Google Doodle Celebrate Dr. Kamal Ranadive’s Birthday: The search engine Google today (November 8) has dedicated its doodle to the Indian biomedical researcher Dr. Kamal Jaisingh Ranadive. Today is the 104th anniversary of Dr. Randive’s birth. Ranadive is known for his research on the relationship between cancer and viruses. In this doodle, Dr. Ranadive is looking at a microscope.
Today’s doodle was created by guest artist Ibrahim Rayintakath from India. Describing this, Rayintakath said, “My main source of inspiration was 20th century laboratory aesthetics and the microscopic world of cells related to leprosy and cancer.”

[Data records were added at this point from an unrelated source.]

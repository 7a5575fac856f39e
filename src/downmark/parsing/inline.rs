//! Inline grammar
//!
//! Tokenizes paragraph text into a flat sequence of items. At each position the
//! alternatives below are tried in order and the first one that matches wins:
//!
//! | # | Rule        | Source                  | Result                          |
//! |---|-------------|-------------------------|---------------------------------|
//! | 1 | escape      | `\*`                    | text `*`                        |
//! | 2 | strong      | `**x**`, `__x__`        | `<strong>x</strong>`            |
//! | 3 | emphasis    | `*x*`, `_x_`            | `<em>x</em>`                    |
//! | 4 | code span   | `` `x` ``               | `<code>x</code>`                |
//! | 5 | link        | `[t](d "title")`        | `<a href title>t</a>`           |
//! | 6 | image       | `![alt](src)`           | `<img alt src/>`                |
//! | 7 | plain text  | anything not reserved   | text                            |
//! | 8 | line break  | CRLF not followed by CRLF | `<br/>`                       |
//!
//! Span contents are plain runs that exclude the reserved characters, so spans never nest
//! and never contain other markup.

use chumsky::prelude::*;

use super::combinators::{ParserError, CRLF};
use crate::downmark::ast::{merge_content, Item, Node};

/// Characters that end a plain text run: CR, `_`, `*`, `[`, backtick and backslash
pub const RESERVED: &str = "\r_*[`\\";

/// A non-empty run of characters outside the reserved set
fn plain_run() -> impl Parser<char, String, Error = ParserError> + Clone {
    none_of(RESERVED).repeated().at_least(1).collect::<String>()
}

/// Backslash followed by a reserved character yields that character literally
fn escape() -> impl Parser<char, Item, Error = ParserError> + Clone {
    just('\\')
        .ignore_then(one_of(RESERVED))
        .map(|c: char| Item::text(c.to_string()))
}

/// `delimiter` + plain run + the same `delimiter`, wrapped in a `tag` node
fn delimited_span(
    delimiter: &'static str,
    tag: &'static str,
) -> impl Parser<char, Item, Error = ParserError> + Clone {
    just(delimiter)
        .ignore_then(plain_run())
        .then_ignore(just(delimiter))
        .map(move |text| Item::Node(Node::with_child(tag, Item::text(text))))
}

fn strong() -> impl Parser<char, Item, Error = ParserError> + Clone {
    delimited_span("**", "strong").or(delimited_span("__", "strong"))
}

fn emphasis() -> impl Parser<char, Item, Error = ParserError> + Clone {
    delimited_span("*", "em").or(delimited_span("_", "em"))
}

fn code_span() -> impl Parser<char, Item, Error = ParserError> + Clone {
    delimited_span("`", "code")
}

/// `[text]`, where text may be empty but cannot hold `]` or CR
fn bracketed() -> impl Parser<char, String, Error = ParserError> + Clone {
    just('[')
        .ignore_then(none_of("]\r").repeated().collect::<String>())
        .then_ignore(just(']'))
}

/// A link or image target: no `)`, CR, double quote or whitespace
fn destination() -> impl Parser<char, String, Error = ParserError> + Clone {
    filter(|c: &char| !matches!(c, ')' | '\r' | '"') && !c.is_whitespace())
        .repeated()
        .at_least(1)
        .collect::<String>()
}

/// Optional `"title"` after a run of spaces inside the parentheses
fn title() -> impl Parser<char, String, Error = ParserError> + Clone {
    just(' ')
        .repeated()
        .ignore_then(just('"'))
        .ignore_then(none_of("\"").repeated().collect::<String>())
        .then_ignore(just('"'))
}

fn link() -> impl Parser<char, Item, Error = ParserError> + Clone {
    bracketed()
        .then_ignore(just('('))
        .then(destination())
        .then(title().or_not())
        .then_ignore(just(')'))
        .map(|((text, href), title)| {
            Item::Node(
                Node::with_child("a", Item::text(text))
                    .attribute("href", Some(href))
                    .attribute("title", title),
            )
        })
}

fn image() -> impl Parser<char, Item, Error = ParserError> + Clone {
    just('!')
        .ignore_then(bracketed())
        .then_ignore(just('('))
        .then(destination())
        .then_ignore(just(')'))
        .map(|(alt, src)| {
            Item::Node(
                Node::void("img")
                    .attribute("alt", Some(alt))
                    .attribute("src", Some(src)),
            )
        })
}

fn plain_text() -> impl Parser<char, Item, Error = ParserError> + Clone {
    plain_run().map(Item::text)
}

/// A CRLF inside a paragraph. A CRLF that starts a blank line is left alone: that is the
/// term separator, handled by the block grammar.
fn line_break() -> impl Parser<char, Item, Error = ParserError> + Clone {
    just(CRLF)
        .ignore_then(just(CRLF).or_not().rewind())
        .try_map(|next, span| match next {
            Some(_) => Err(Simple::custom(span, "a blank line ends the paragraph")),
            None => Ok(Item::Node(Node::void("br"))),
        })
}

/// A single inline item
pub fn inline() -> impl Parser<char, Item, Error = ParserError> + Clone {
    choice((
        escape(),
        strong(),
        emphasis(),
        code_span(),
        link(),
        image(),
        plain_text(),
        line_break(),
    ))
}

/// Zero or more inline items, with adjacent text merged
pub fn formatted_text() -> impl Parser<char, Vec<Item>, Error = ParserError> + Clone {
    inline().repeated().map(merge_content)
}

Who is Dr. Kamal Jaisingh Ranadive?
Kamal Ranadive was born on November 8, 1917 in Pune. He is also known as Kamal Samarth. His father Dinkar Dattatreya inspired Ranadive to continue his medical education. He was himself a biologist and taught at Ferguson College, Pune.
In the 1960s, Ranadive established India’s first tissue culture research laboratory at the Indian Cancer Research Center (ICRC) in Mumbai. While working as a researcher at the ICRC, he obtained his doctorate in cytology, the study of cells.
After a fellowship at Johns Hopkins University in Baltimore, Maryland, USA, Ranadive returned to Mumbai and the ICRC, where he established the country’s first laboratory. Ranadive studied Mycobacterium leprae, the bacteria that cause leprosy.
From 1966 to 1970 he served as director of the Cancer Research Center of India. In the early 1960s, he, with his assistants in the fields of biology and chemistry, developed tissue culture media and related reagents.
In 1973, Dr. Ranadive and 11 of her colleagues founded the Indian Association of Women Scientists (IWSA) to support women in scientific fields. In 1982, he received the Padma Bhushan for his outstanding work in the field of medicine.
After retiring in 1989, Dr. Ranadive worked in rural communities in Maharashtra, training women as health workers and providing health and nutrition education. He died on April 11, 2001 at the age of 83.